Читать книгу The Chocolate Collection - Trisha Ashley - Страница 16
Chapter Six: Stupid Cupid
ОглавлениеWe were all sitting round the table in the snug at the Falling Star, Mum’s collection of letters and the computer printouts spread over the table between our glasses.
‘So, let’s get this straight, Chloe,’ Felix said, making a valiant attempt to untangle my incoherent narrative. ‘When Lou got pregnant with you, she didn’t just tell Chas Wilde that he was your father, she told another man he was too?’
‘Yes, as a moneymaking scam. Since they were both married, once she threatened to tell their wives they agreed to pay her to keep quiet about it. She had quite a little racket going.’
I hadn’t thought I could feel any more disillusioned about my mother, but this sank my perception of her to whole new depths and I’m not sure anything could survive down there, certainly not love.
‘Gosh!’ said Poppy, wide-eyed. ‘So your father could be either of them?’

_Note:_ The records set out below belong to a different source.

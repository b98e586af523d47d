//! Error taxonomy for gateway searches.

use serde::{Deserialize, Serialize};
use serde_json::Value;
use thiserror::Error;

use crate::wire::null_default;

pub type Result<T> = std::result::Result<T, SearchError>;

/// Failure of a whole `search` call.
#[derive(Debug, Error)]
pub enum SearchError {
    /// Caller misuse, detected before anything is sent.
    #[error("invalid search input: {0}")]
    Validation(String),

    /// Connectivity, timeout, non-2xx status or a body that is not JSON.
    #[error("transport failure: {message}")]
    Transport {
        message: String,
        status: Option<u16>,
        #[source]
        source: Option<reqwest::Error>,
    },

    /// The gateway answered with a top-level `errors` array.
    #[error("gateway returned {} GraphQL error(s): {}", .0.len(), join_messages(.0))]
    GraphQL(Vec<GraphQLErrorDetail>),

    #[error(transparent)]
    Decode(#[from] DecodeError),
}

impl SearchError {
    pub fn validation(message: impl Into<String>) -> Self {
        Self::Validation(message.into())
    }

    pub fn transport(message: impl Into<String>, status: Option<u16>) -> Self {
        Self::Transport {
            message: message.into(),
            status,
            source: None,
        }
    }

    pub fn is_timeout(&self) -> bool {
        matches!(self, Self::Transport { source: Some(e), .. } if e.is_timeout())
    }

    /// HTTP status attached to a transport failure, if the gateway answered at all.
    pub fn status(&self) -> Option<u16> {
        match self {
            Self::Transport { status, .. } => *status,
            _ => None,
        }
    }
}

impl From<reqwest::Error> for SearchError {
    fn from(e: reqwest::Error) -> Self {
        let message = if e.is_timeout() {
            format!("request timed out: {e}")
        } else if e.is_connect() {
            format!("could not connect to gateway: {e}")
        } else {
            e.to_string()
        };
        Self::Transport {
            message,
            status: e.status().map(|s| s.as_u16()),
            source: Some(e),
        }
    }
}

/// One result position that could not be mapped onto [`crate::SearchResponse`].
#[derive(Debug, Clone, PartialEq, Eq, Error)]
#[error("result #{index} could not be decoded: {reason}")]
pub struct DecodeError {
    pub index: usize,
    pub reason: String,
}

impl DecodeError {
    pub fn new(index: usize, reason: impl Into<String>) -> Self {
        Self {
            index,
            reason: reason.into(),
        }
    }
}

/// A GraphQL error exactly as the gateway reported it.
#[derive(Debug, Clone, PartialEq, Serialize, Deserialize)]
pub struct GraphQLErrorDetail {
    #[serde(default, deserialize_with = "null_default")]
    pub message: String,
    #[serde(default, deserialize_with = "null_default")]
    pub locations: Vec<ErrorLocation>,
    #[serde(default, deserialize_with = "null_default")]
    pub path: Vec<Value>,
    #[serde(default, skip_serializing_if = "Option::is_none")]
    pub extensions: Option<Value>,
}

impl GraphQLErrorDetail {
    /// Keeps whatever parts of an error entry are readable; only an entry
    /// with no string `message` at all is stored as its raw JSON text.
    pub fn from_raw(raw: &Value) -> Self {
        if let Ok(detail) = serde_json::from_value(raw.clone()) {
            return detail;
        }
        GraphQLErrorDetail {
            message: raw
                .get("message")
                .and_then(Value::as_str)
                .map(str::to_owned)
                .unwrap_or_else(|| raw.to_string()),
            locations: raw
                .get("locations")
                .and_then(Value::as_array)
                .map(|locs| {
                    locs.iter()
                        .filter_map(|loc| serde_json::from_value(loc.clone()).ok())
                        .collect()
                })
                .unwrap_or_default(),
            path: raw
                .get("path")
                .and_then(Value::as_array)
                .cloned()
                .unwrap_or_default(),
            extensions: raw.get("extensions").filter(|v| !v.is_null()).cloned(),
        }
    }
}

/// Position in the query document. A coordinate the gateway leaves out is 0.
#[derive(Debug, Clone, Copy, Default, PartialEq, Eq, Serialize, Deserialize)]
#[serde(default)]
pub struct ErrorLocation {
    pub line: u64,
    pub column: u64,
}

fn join_messages(errors: &[GraphQLErrorDetail]) -> String {
    errors
        .iter()
        .map(|e| e.message.as_str())
        .collect::<Vec<_>>()
        .join("; ")
}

‘Yes – or neither, because there’s no guarantee it wasn’t someone else entirely, is there?’
‘Oh, I don’t know,’ Felix said thoughtfully. ‘Since she seems to have got pregnant as a means to an end, it probably is one of them. It’s still quite likely it was Chas Wilde, like she always told you, you know.’
‘Yes, he’s always taken an interest in you and sent Christmas and birthday presents, which he didn’t do for either of us,’ Poppy agreed, ‘and called in to see you when he’s in the North.’
When I was a child those had been short, awkward visits, with me desperate to know why, if he was my daddy, I wasn’t allowed to call him that, or ask him anything else that puzzled me, like why he didn’t live with me and Mum. But later, when I was old enough to understand, we had grown closer and easier with each other. I hadn’t seen a lot of him since Mum vanished, but we kept in touch by phone and email.
‘But all that doesn’t prove he’s my father, just that Mum convinced him he was,’ I pointed out, and then looked down despairingly at the letters. ‘I wish now I hadn’t read these so I would still believe Chas is my father, because at least he’s kind and nice, despite being stupid enough to let my mother use him!’
‘But, Chloe, he may very well turn out still to be your father,’ Poppy said.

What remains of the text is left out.